SRE engineer(Monitoring tools)

JettyCloud·Удалённо·Удалённо·вчера

We are looking for an experienced Site Reliability Engineer to join the RingCentral Operations Observability team. In this role, you will be responsible for the availability and performance of our home-built Monitoring Platform and infrastructure.

Our team provides the mission-critical operational insights used across RingCentral, managing everything from high-scale data collection to our proprietary alert correlation and processing engine. You will play a crucial role in ensuring the reliability and uptime of these systems by identifying bottlenecks, automating recovery, and proactively scaling the environment. The ideal candidate is a Linux-focused SRE who enjoys working on custom-built internal products and has a strong background in distributed systems, containerization, and data-driven observability.

Responsibilities:

Maintain and Support Platform Availability: Act as the primary owner for the uptime and health of our internal monitoring and alerting infrastructure.
Incident Management: Represent the team in global incident resolution and participate in a sustainable on-call rotation.
Evolution of Custom Tooling: Make changes and improvements to the monitoring stack to meet evolving business needs.
Lifecycle Integration: Collaborate with Dev and Ops teams to integrate our custom observability solutions into the global software development lifecycle.
Capacity Management: Stay ahead of growth requirements in a high-concurrency, fast-growing SaaS environment.
Code-Level Contributions: Actively work with the team’s codebase (Go/Python) to extend system integrations and automate routine operational "toil."
Auditing & Standards: Conduct regular assessments of the monitoring systems to ensure they meet performance benchmarks and security standards.

Skills:

Experience: 4+ years as an SRE or Systems Engineer in a production environment.
Linux Expertise: Strong Linux administration and performance tuning skills.
Problem Solving: A methodical approach to troubleshooting complex, distributed system failures.
Programming: Experience with at least one language (Go or Python preferred) to interact with our custom-built codebase.
Observability Mindset: Deep understanding of the monitoring domain, SaaS telemetry, and alerting theory.
Cloud Platforms: Experience with cloud platforms (AWS/GCP or similar)
Scalability: Proven experience operating systems in large-scale, heterogeneous environments (a major plus).
Communication: Ability to work with globally distributed teams and communicate technical issues clearly.

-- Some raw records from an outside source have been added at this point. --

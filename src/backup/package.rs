//! zstd-compressed tar packaging
//!
//! Packages are written to a hidden `.<name>.partial` sibling of their final
//! path, synced, and renamed into place, so an archive name in the store
//! always refers to a complete package.

use std::collections::BTreeMap;
use std::fs::{self, File, OpenOptions};
use std::io::{self, BufWriter, Read};
use std::path::{Path, PathBuf};

use tracing::debug;
use walkdir::WalkDir;

use super::manifest::{relative_name, MANIFEST_FILE};
use crate::error::{BackupError, BackupResult};
use crate::interrupt;

/// Hidden in-progress path for a package
pub fn partial_package_path(destination: &Path) -> PathBuf {
    let name = destination
        .file_name()
        .map(|n| n.to_string_lossy().into_owned())
        .unwrap_or_default();
    destination.with_file_name(format!(".{}.partial", name))
}

/// Package a staged tree into `destination`
///
/// The manifest becomes the first entry; everything else follows in sorted
/// order. Fails without touching `destination` if it already exists.
pub fn package_tree(staged: &Path, destination: &Path, level: i32) -> BackupResult<()> {
    if destination.exists() {
        return Err(BackupError::Store(format!(
            "{} already exists",
            destination.display()
        )));
    }

    let partial = partial_package_path(destination);
    if let Err(err) = write_package(staged, &partial, level) {
        let _ = fs::remove_file(&partial);
        return Err(err);
    }

    fs::rename(&partial, destination).map_err(|e| {
        let _ = fs::remove_file(&partial);
        BackupError::Store(format!(
            "Failed to move package to {}: {}",
            destination.display(),
            e
        ))
    })?;

    sync_parent(destination);
    Ok(())
}

fn write_package(staged: &Path, partial: &Path, level: i32) -> BackupResult<()> {
    let store_err = |context: &str, e: io::Error| {
        BackupError::Store(format!("{} {}: {}", context, partial.display(), e))
    };

    let file = OpenOptions::new()
        .write(true)
        .create_new(true)
        .open(partial)
        .map_err(|e| store_err("Failed to create", e))?;

    let encoder = zstd::stream::write::Encoder::new(BufWriter::new(file), level)
        .map_err(|e| store_err("Failed to start compressor for", e))?;
    let mut builder = tar::Builder::new(encoder);

    builder
        .append_path_with_name(staged.join(MANIFEST_FILE), MANIFEST_FILE)
        .map_err(|e| store_err("Failed to add manifest to", e))?;

    for entry in WalkDir::new(staged).min_depth(1).sort_by_file_name() {
        if interrupt::requested() {
            return Err(BackupError::Store("packaging interrupted".into()));
        }

        let entry =
            entry.map_err(|e| BackupError::Io(format!("Failed to walk staged tree: {}", e)))?;
        let name = relative_name(staged, entry.path())?;
        if name == MANIFEST_FILE {
            continue;
        }

        let file_type = entry.file_type();
        let appended = if file_type.is_dir() {
            builder.append_dir(&name, entry.path())
        } else if file_type.is_file() {
            builder.append_path_with_name(entry.path(), &name)
        } else {
            debug!(entry = %name, "skipping non-regular staged entry");
            continue;
        };
        appended.map_err(|e| store_err("Failed to add entry to", e))?;
    }

    let encoder = builder
        .into_inner()
        .map_err(|e| store_err("Failed to finish tar stream in", e))?;
    let writer = encoder
        .finish()
        .map_err(|e| store_err("Failed to finish compression in", e))?;
    let file = writer
        .into_inner()
        .map_err(|e| store_err("Failed to flush", e.into_error()))?;
    file.sync_all().map_err(|e| store_err("Failed to sync", e))?;

    Ok(())
}

#[cfg(unix)]
fn sync_parent(path: &Path) {
    if let Some(parent) = path.parent() {
        if let Ok(dir) = File::open(parent) {
            let _ = dir.sync_all();
        }
    }
}

#[cfg(not(unix))]
fn sync_parent(_path: &Path) {}

/// Everything read from a package in one pass
#[derive(Debug, Default)]
pub struct PackageListing {
    /// Entry path (without any leading `./`) to its size
    pub entries: BTreeMap<String, u64>,
    /// Raw manifest bytes, if the package has one
    pub manifest: Option<Vec<u8>>,
}

/// Walk every entry of a package
///
/// Reading the whole stream surfaces truncation and corruption as errors;
/// only the manifest's contents are kept in memory.
pub fn read_package(path: &Path) -> io::Result<PackageListing> {
    let file = File::open(path)?;
    let decoder = zstd::stream::read::Decoder::new(file)?;
    let mut archive = tar::Archive::new(decoder);
    let mut listing = PackageListing::default();

    for entry in archive.entries()? {
        let mut entry = entry?;
        let raw = entry.path()?.to_string_lossy().into_owned();
        let name = raw.trim_start_matches("./").trim_end_matches('/').to_string();
        let size = entry.header().size()?;

        if name == MANIFEST_FILE {
            let mut bytes = Vec::new();
            entry.read_to_end(&mut bytes)?;
            listing.manifest = Some(bytes);
        }

        if !name.is_empty() && name != "." {
            listing.entries.insert(name, size);
        }
    }

    Ok(listing)
}
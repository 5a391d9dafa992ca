//! Settings for tierback
//!
//! Describes what gets captured, how archives are named, and the retention
//! tiers. Everything is passed explicitly into the backup components; defaults
//! mirror the Art Institut deployment the tool was written for.

use std::collections::HashSet;
use std::ffi::OsStr;
use std::path::{Component, Path, PathBuf};
use std::time::Duration;

use serde::{Deserialize, Serialize};

use super::paths::BackupPaths;
use crate::backup::{RetentionPolicy, RetentionRule};
use crate::error::BackupError;
use crate::naming::ArchiveNaming;

/// A database dumped with `mysqldump` inside its container
#[derive(Debug, Clone, PartialEq, Eq, Serialize, Deserialize)]
pub struct DatabaseSource {
    /// Logical identifier, also the dump's file stem
    pub id: String,
    /// Container running the database server
    pub container: String,
    /// Whether verification insists on this dump being present
    #[serde(default = "default_true")]
    pub required: bool,
}

/// A named Docker volume snapshotted as a gzipped tarball
#[derive(Debug, Clone, PartialEq, Eq, Serialize, Deserialize)]
pub struct VolumeSource {
    pub id: String,
    pub volume: String,
}

/// A directory inside a container holding key material
#[derive(Debug, Clone, PartialEq, Eq, Serialize, Deserialize)]
pub struct SecretsSource {
    pub id: String,
    pub container: String,
    /// Directory inside the container that holds `directory`
    pub parent_dir: String,
    /// Directory name to archive, relative to `parent_dir`
    pub directory: String,
}

/// A host directory tree (the deployment's configuration checkout)
#[derive(Debug, Clone, PartialEq, Eq, Serialize, Deserialize)]
pub struct ConfigTreeSource {
    pub id: String,
    pub root: PathBuf,
    /// tar exclude patterns, relative to the tree's own directory name
    #[serde(default)]
    pub excludes: Vec<String>,
}

/// All capture sources, in capture order
#[derive(Debug, Clone, PartialEq, Eq, Serialize, Deserialize)]
pub struct SourceSettings {
    #[serde(default)]
    pub databases: Vec<DatabaseSource>,
    #[serde(default)]
    pub volumes: Vec<VolumeSource>,
    pub secrets: SecretsSource,
    #[serde(default)]
    pub config_tree: Option<ConfigTreeSource>,
}

impl Default for SourceSettings {
    fn default() -> Self {
        let volumes = [
            ("kimai_db_data", "art-insitut_kimai_db_data"),
            ("kimai_public", "art-insitut_kimai_public"),
            ("kimai_var", "art-insitut_kimai_var"),
            ("nextcloud_data", "art-insitut_nextcloud_data"),
            ("nextcloud_db_data", "art-insitut_nextcloud_db_data"),
            ("redis_data", "art-insitut_redis_data"),
        ]
        .into_iter()
        .map(|(id, volume)| VolumeSource {
            id: id.to_string(),
            volume: volume.to_string(),
        })
        .collect();

        Self {
            databases: vec![
                DatabaseSource {
                    id: "kimai".into(),
                    container: "art-institut-kimai-db".into(),
                    required: true,
                },
                DatabaseSource {
                    id: "nextcloud".into(),
                    container: "art-institut-nextcloud-db".into(),
                    required: true,
                },
            ],
            volumes,
            secrets: SecretsSource {
                id: "files_encryption".into(),
                container: "art-institut-nextcloud".into(),
                parent_dir: "/var/www/html/data".into(),
                directory: "files_encryption".into(),
            },
            config_tree: Some(ConfigTreeSource {
                id: "repo".into(),
                root: PathBuf::from("."),
                excludes: vec![
                    "backups".into(),
                    "node_modules".into(),
                    "*.pyc".into(),
                    "__pycache__".into(),
                ],
            }),
        }
    }
}

/// One retention tier as written in the settings file
#[derive(Debug, Clone, Copy, PartialEq, Eq, Serialize, Deserialize)]
pub struct TierSettings {
    /// Upper bound on archive age in seconds; absent for the catch-all tier
    #[serde(default)]
    pub age_limit_secs: Option<u64>,
    /// Bucket width in seconds
    pub bucket_width_secs: u64,
}

/// Retention tiers, tightest first
#[derive(Debug, Clone, PartialEq, Eq, Serialize, Deserialize)]
pub struct RetentionSettings {
    pub tiers: Vec<TierSettings>,
}
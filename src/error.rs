//! Custom error types for tierback
//!
//! This module defines the error hierarchy for the backup lifecycle using
//! thiserror for ergonomic error definitions.

use std::path::PathBuf;

use thiserror::Error;

/// The main error type for tierback operations
#[derive(Error, Debug)]
pub enum BackupError {
    /// Configuration-related errors
    #[error("Configuration error: {0}")]
    Config(String),

    /// File I/O errors
    #[error("I/O error: {0}")]
    Io(String),

    /// JSON serialization/deserialization errors
    #[error("JSON error: {0}")]
    Json(String),

    /// A capture source failed to produce its output
    #[error("Capture of '{source_id}' failed: {reason}{}", format_diagnostics(.diagnostics))]
    Capture {
        source_id: String,
        reason: String,
        diagnostics: String,
    },

    /// Writing into the archive store failed (disk full, permissions, ...)
    #[error("Store error: {0}")]
    Store(String),

    /// An archive failed integrity verification
    #[error("Backup {} failed verification: {reason}{}", .path.display(), format_missing(.missing))]
    Verification {
        path: PathBuf,
        reason: String,
        missing: Vec<String>,
    },

    /// Entity not found errors
    #[error("{entity_type} not found: {identifier}")]
    NotFound {
        entity_type: &'static str,
        identifier: String,
    },

    /// Another process holds the store lock
    #[error("Archive store is locked: {0}")]
    Locked(String),
}

fn format_diagnostics(diagnostics: &str) -> String {
    let trimmed = diagnostics.trim();
    if trimmed.is_empty() {
        String::new()
    } else {
        format!("\n{}", trimmed)
    }
}

fn format_missing(missing: &[String]) -> String {
    if missing.is_empty() {
        String::new()
    } else {
        format!(" (missing items: {})", missing.join(", "))
    }
}

impl BackupError {
    /// Create a capture error without diagnostic output
    pub fn capture(source_id: impl Into<String>, reason: impl Into<String>) -> Self {
        Self::Capture {
            source_id: source_id.into(),
            reason: reason.into(),
            diagnostics: String::new(),
        }
    }

    /// Create a "not found" error for archives
    pub fn archive_not_found(identifier: impl Into<String>) -> Self {
        Self::NotFound {
            entity_type: "Backup",
            identifier: identifier.into(),
        }
    }

    /// Check if this is a "not found" error
    pub fn is_not_found(&self) -> bool {
        matches!(self, Self::NotFound { .. })
    }

    /// Check if this is a capture error
    pub fn is_capture(&self) -> bool {
        matches!(self, Self::Capture { .. })
    }

    /// Check if this is a verification error
    pub fn is_verification(&self) -> bool {
        matches!(self, Self::Verification { .. })
    }
}

// Implement From traits for common error types

impl From<std::io::Error> for BackupError {
    fn from(err: std::io::Error) -> Self {
        Self::Io(err.to_string())
    }
}

impl From<serde_json::Error> for BackupError {
    fn from(err: serde_json::Error) -> Self {
        Self::Json(err.to_string())
    }
}

/// Result type alias for tierback operations
pub type BackupResult<T> = Result<T, BackupError>;
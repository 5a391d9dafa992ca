//! Backup system for tierback
//!
//! Captures the Art Institut stack into timestamped archives, prunes them with
//! a tiered retention policy and verifies their integrity.
//!
//! # Architecture
//!
//! - `ArchiveStore`: the directory of finished archives
//! - `StagingCoordinator`: captures all sources and packages one archive
//! - `RetentionPolicy`: decides which archives survive, without touching disk
//! - `IntegrityVerifier`: checks an archive against its manifest
//! - `BackupManager`: runs capture then prune under the store lock
//!
//! # Archive Format
//!
//! Each archive is a zstd-compressed tar of the staged tree, with
//! `metadata.json` as the first entry:
//! - `databases/<id>.sql`: database dumps
//! - `volumes/<id>.tar.gz`: volume snapshots
//! - `files_encryption.tar.gz`: the Nextcloud encryption keys
//! - `repo.tar.zst`: the deployment's configuration tree
//!
//! # Example
//!
//! ```rust,ignore
//! use tierback::backup::BackupManager;
//! use tierback::config::{BackupPaths, Settings};
//!
//! let paths = BackupPaths::new()?;
//! let settings = Settings::load_or_default(&paths.settings_file())?;
//! let manager = BackupManager::from_settings(settings.store_dir(&paths), &settings)?;
//!
//! let report = manager.run()?;
//! manager.verify(&report.created.path)?;
//! ```

mod lock;
mod manager;
mod manifest;
mod package;
mod retention;
mod staging;
mod store;
mod verify;

pub use lock::StoreLock;
pub use manager::{BackupManager, RunReport};
pub use manifest::{Manifest, MANIFEST_FILE};
pub use package::{read_package, PackageListing};
pub use retention::{RetentionDecision, RetentionPolicy, RetentionRule};
pub use staging::{StagingCoordinator, STAGING_PREFIX};
pub use store::{Archive, ArchiveStore, StoreCapacity};
pub use verify::{IntegrityVerifier, VerificationReport};
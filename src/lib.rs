//! tierback - tiered backups for the Art Institut container stack
//!
//! Captures database dumps, volume snapshots, the Nextcloud encryption keys
//! and the deployment's configuration tree into one compressed archive per
//! run, prunes old archives with a tiered retention policy, and verifies
//! archives against their embedded manifest.
//!
//! # Architecture
//!
//! The crate is organized into the following modules:
//!
//! - `config`: Configuration and path management
//! - `error`: Custom error types
//! - `naming`: Archive filenames and the clock
//! - `capture`: Capture sources (database, volume, secrets, config tree)
//! - `backup`: Staging, packaging, retention, verification and the store
//! - `cli`: Command handlers for the `tierback` binary
//! - `interrupt`: SIGINT/SIGTERM handling for long captures
//!
//! # Example
//!
//! ```rust,ignore
//! use tierback::config::{BackupPaths, Settings};
//!
//! let paths = BackupPaths::new()?;
//! let settings = Settings::load_or_default(&paths.settings_file())?;
//! ```

pub mod backup;
pub mod capture;
pub mod cli;
pub mod config;
pub mod error;
pub mod interrupt;
pub mod naming;

pub use error::BackupError;
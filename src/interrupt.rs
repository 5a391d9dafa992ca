//! Interrupt flag for long-running captures
//!
//! SIGINT and SIGTERM only set a flag. Capture waits and packaging poll it and
//! fail with an error, so scratch directories are removed by the normal
//! unwinding of their guards instead of being abandoned mid-run.

use std::sync::atomic::{AtomicBool, Ordering};
use std::sync::{Arc, OnceLock};

use tracing::warn;

static INTERRUPTED: OnceLock<Arc<AtomicBool>> = OnceLock::new();

fn flag() -> &'static Arc<AtomicBool> {
    INTERRUPTED.get_or_init(|| Arc::new(AtomicBool::new(false)))
}

/// Route SIGINT and SIGTERM to the interrupt flag
#[cfg(unix)]
pub fn install() {
    use signal_hook::consts::{SIGINT, SIGTERM};

    for signal in [SIGINT, SIGTERM] {
        if let Err(e) = signal_hook::flag::register(signal, Arc::clone(flag())) {
            warn!(signal, error = %e, "failed to install signal handler");
        }
    }
}

#[cfg(not(unix))]
pub fn install() {}

/// Whether an interrupt has been received
pub fn requested() -> bool {
    flag().load(Ordering::SeqCst)
}
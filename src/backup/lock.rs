//! Cross-process lock on the archive store
//!
//! At most one capture-or-prune cycle may touch a store at a time. The lock
//! is an advisory OS lock on `<store>/.lock`, released when the guard drops.

use std::fs::{File, OpenOptions};
use std::path::{Path, PathBuf};

use fs2::FileExt;
use tracing::debug;

use crate::error::{BackupError, BackupResult};

/// Lock file name inside the store (never matches the archive pattern)
pub const LOCK_FILE: &str = ".lock";

/// A held lock on an archive store
#[derive(Debug)]
pub struct StoreLock {
    file: File,
    path: PathBuf,
}

impl StoreLock {
    /// Take the store lock without waiting
    ///
    /// Fails with [`BackupError::Locked`] if another process holds it.
    pub fn acquire(store_root: &Path) -> BackupResult<Self> {
        let path = store_root.join(LOCK_FILE);
        let file = OpenOptions::new()
            .create(true)
            .truncate(false)
            .read(true)
            .write(true)
            .open(&path)
            .map_err(|e| BackupError::Store(format!("Failed to open {}: {}", path.display(), e)))?;

        if let Err(e) = file.try_lock_exclusive() {
            if e.kind() == fs2::lock_contended_error().kind() {
                return Err(BackupError::Locked(format!(
                    "another backup or prune is running on {}",
                    store_root.display()
                )));
            }
            return Err(BackupError::Store(format!(
                "Failed to lock {}: {}",
                path.display(),
                e
            )));
        }

        debug!(lock = %path.display(), "acquired store lock");
        Ok(Self { file, path })
    }

    pub fn path(&self) -> &Path {
        &self.path
    }
}

impl Drop for StoreLock {
    fn drop(&mut self) {
        let _ = self.file.unlock();
    }
}

#[cfg(test)]
mod tests {
    use super::*;
    use tempfile::TempDir;

    #[test]
    fn test_second_acquire_fails_while_held() {
        let temp = TempDir::new().unwrap();

        let held = StoreLock::acquire(temp.path()).unwrap();
        let err = StoreLock::acquire(temp.path()).unwrap_err();
        assert!(matches!(err, BackupError::Locked(_)));

        drop(held);
        assert!(StoreLock::acquire(temp.path()).is_ok());
    }

    #[test]
    fn test_lock_file_location() {
        let temp = TempDir::new().unwrap();
        let lock = StoreLock::acquire(temp.path()).unwrap();
        assert_eq!(lock.path(), temp.path().join(".lock"));
    }
}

Preferred technology stack:

OS: Linux (CentOS/RedHat/Oracle Linux).
Languages: Go, Python, JavaScript/TypeScript.
Cloud & Containers: AWS, Kubernetes, Docker.
Data Pipelines: Experience with message brokers, distributed logs, and TSDBs.
Observability: Custom Alert Processors, Zabbix, Prometheus, Grafana.
Databases: ClickHouse, VictoriaMetrics, MongoDB, PostgreSQL.
Automation: Ansible, Terraform, GitLab CI, ArgoCD.

Qualification:

B.S. in Computer Engineering, Computer Science, or a related field with 5+ years of relevant experience.

We offer:

Well-coordinated professional team
Cutting edge technologies, interesting and challenging tasks, dynamic project, great opportunities for self-realization, professional and career growth
Additional Health and Life Insurance Package
Employee Assistance Program
25 vacation days